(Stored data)

*** Begin section ***

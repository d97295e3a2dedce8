//! Text forms used in trace output.

use std::fmt::{self, Write};

const STATUS_BIT_NAMES: [&str; 8] = ["Bu", "D/I", "L/0", "CRC", "RNF", "R/S", "WP", "Mo"];

const DUMP_COLUMNS: usize = 16;

/// Short names of the set status bits, lowest first, e.g. `Bu D/I Mo`.
pub(crate) fn status_bit_names(status: u8) -> String {
    STATUS_BIT_NAMES
        .iter()
        .enumerate()
        .filter(|(bit, _)| status & 1 << bit != 0)
        .map(|(_, name)| *name)
        .collect::<Vec<_>>()
        .join(" ")
}

/// 16 bytes per row: offset, hex, then printable ASCII.
pub(crate) fn hex_dump<W: Write>(out: &mut W, data: &[u8]) -> fmt::Result {
    if data.is_empty() {
        return out.write_str("<<no data>>\n");
    }

    for (row, bytes) in data.chunks(DUMP_COLUMNS).enumerate() {
        write!(out, "0x{:08X}: ", row * DUMP_COLUMNS)?;
        for column in 0..DUMP_COLUMNS {
            match bytes.get(column) {
                Some(byte) => write!(out, "{byte:02X} ")?,
                None => out.write_str("   ")?,
            }
        }
        out.write_char(' ')?;
        for &byte in bytes {
            out.write_char(if (32..=126).contains(&byte) {
                char::from(byte)
            } else {
                '.'
            })?;
        }
        out.write_char('\n')?;
    }
    Ok(())
}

*** End section ***

What this task involves:
Retype exactly the line with "out.write_char(' ')?;" and each line after it until the records end, and include no other line.

Answer section:
        out.write_char(' ')?;
        for &byte in bytes {
            out.write_char(if (32..=126).contains(&byte) {
                char::from(byte)
            } else {
                '.'
            })?;
        }
        out.write_char('\n')?;
    }
    Ok(())
}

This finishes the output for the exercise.